Thanks to socialism, Venezuela is a basket case.
This video from John Stossel asks if the United States can and should learn from this bad example.
The easy answer is yes. Indeed, you can click here and here to get 56 examples of why we should not copy Venezuela’s descent to statism.
The main thing to understand is that the world is an economic laboratory and the various countries are experiments showing what works and what doesn’t work.
Nations such as Venezuela clearly are wretched examples of what happens if there is a large amount of bad policy.
Other nations, by contrast, are examples of what happens if there’s a medium level of bad policy. Think Greece, Argentina, and Italy.
While countries such as the United States and Denmark show what happens if there is a (comparatively) modest amount of bad policy.

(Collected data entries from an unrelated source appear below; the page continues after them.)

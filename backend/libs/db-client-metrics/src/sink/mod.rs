//! Metrics emission backends
//!
//! The binder computes a name, a value and a merged attribute set; a
//! [`MetricsSink`] turns that into a measurement. [`OtelMetricsSink`] records
//! through an OpenTelemetry meter, [`InMemorySink`] keeps every emission for
//! inspection.

mod memory;
mod otel;

pub use memory::{InMemorySink, InstrumentKind, MeasurementValue, RecordedMeasurement};
pub use otel::{to_key_values, OtelMetricsSink, METER_NAME};

use crate::attributes::Attributes;
use opentelemetry::Context;

pub trait MetricsSink: Send + Sync {
    /// Monotonic counter
    fn add_counter(
        &self,
        name: &'static str,
        delta: u64,
        attributes: &Attributes,
        context: Option<&Context>,
    );

    /// Counter that may go down
    fn add_up_down_counter(
        &self,
        name: &'static str,
        delta: i64,
        attributes: &Attributes,
        context: Option<&Context>,
    );

    fn record_histogram(
        &self,
        name: &'static str,
        value: f64,
        unit: &'static str,
        attributes: &Attributes,
        context: Option<&Context>,
    );
}
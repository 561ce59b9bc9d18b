//! Instrumentation configuration

use crate::env_utils::{parse_env_bool, parse_env_list};
use crate::tracker::TrackerOptions;
use serde::{Deserialize, Serialize};

/// Metrics group this instrumentation belongs to
pub const METRICS_GROUP: &str = "db";

pub const ENV_CONTEXT_TRACKING: &str = "OTEL_RUST_METRICS_DB_CONTEXT_TRACKING";
pub const ENV_STATEMENT_TRACKING: &str = "OTEL_RUST_METRICS_DB_STATEMENT_TRACKING";
pub const ENV_SEND_ROWS_RETURNED: &str = "OTEL_RUST_METRICS_DB_SEND_ROWS_RETURNED";
pub const ENV_DISABLED_METRICS: &str = "OTEL_RUST_DISABLED_METRICS";

/// Configuration for the database client metrics
#[derive(Debug, Clone, PartialEq, Eq, Serialize, Deserialize)]
pub struct MetricsConfig {
    /// Attach the current OpenTelemetry context to emissions (default: true)
    pub track_context: bool,

    /// Record SQL text as `db.query.text` (default: true)
    pub track_statements: bool,

    /// Emit `db.client.response.returned_rows` (default: true)
    pub track_rows_returned: bool,

    /// Disabled metrics groups; `*` disables every group
    pub disabled_metrics: Vec<String>,
}

impl Default for MetricsConfig {
    fn default() -> Self {
        Self {
            track_context: true,
            track_statements: true,
            track_rows_returned: true,
            disabled_metrics: Vec::new(),
        }
    }
}

impl MetricsConfig {
    /// Create configuration from environment variables
    ///
    /// Environment variables:
    /// - `OTEL_RUST_METRICS_DB_CONTEXT_TRACKING`: true/false
    /// - `OTEL_RUST_METRICS_DB_STATEMENT_TRACKING`: true/false
    /// - `OTEL_RUST_METRICS_DB_SEND_ROWS_RETURNED`: true/false
    /// - `OTEL_RUST_DISABLED_METRICS`: comma separated group names or `*`
    pub fn from_env() -> Self {
        Self {
            track_context: parse_env_bool(ENV_CONTEXT_TRACKING, true),
            track_statements: parse_env_bool(ENV_STATEMENT_TRACKING, true),
            track_rows_returned: parse_env_bool(ENV_SEND_ROWS_RETURNED, true),
            disabled_metrics: parse_env_list(ENV_DISABLED_METRICS),
        }
    }

    /// Whether a metrics group is enabled; group names are case-insensitive
    pub fn is_group_enabled(&self, group: &str) -> bool {
        if self.disabled_metrics.is_empty() {
            return true;
        }
        if self.disabled_metrics.iter().any(|entry| entry == "*") {
            return false;
        }

        let group = group.trim();
        !self
            .disabled_metrics
            .iter()
            .any(|entry| entry.trim().eq_ignore_ascii_case(group))
    }

    pub fn tracker_options(&self) -> TrackerOptions {
        TrackerOptions {
            track_context: self.track_context,
            track_statements: self.track_statements,
            track_rows_returned: self.track_rows_returned,
        }
    }
}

All this is depicted in the “socialism slide,” which I created back in 2019 to show how nations score in the Fraser Institute’s Economic Freedom of the World.
The good news is that the United States would have to fall a long way down the slide before approaching Venezuela-style economic despotism.
Even Biden’s plan would represent just a small step in that wrong direction.
P.S. I’m focused on the dangers of copying Venezuela’s bad economic policies, but I agree about the downsides of the other two policies – gun control and speech control – mentioned in the video.
P.P.S. I’ll never stop being amazed that the New York Times wrote about Venezuela’s economic crisis and never once mentioned socialism.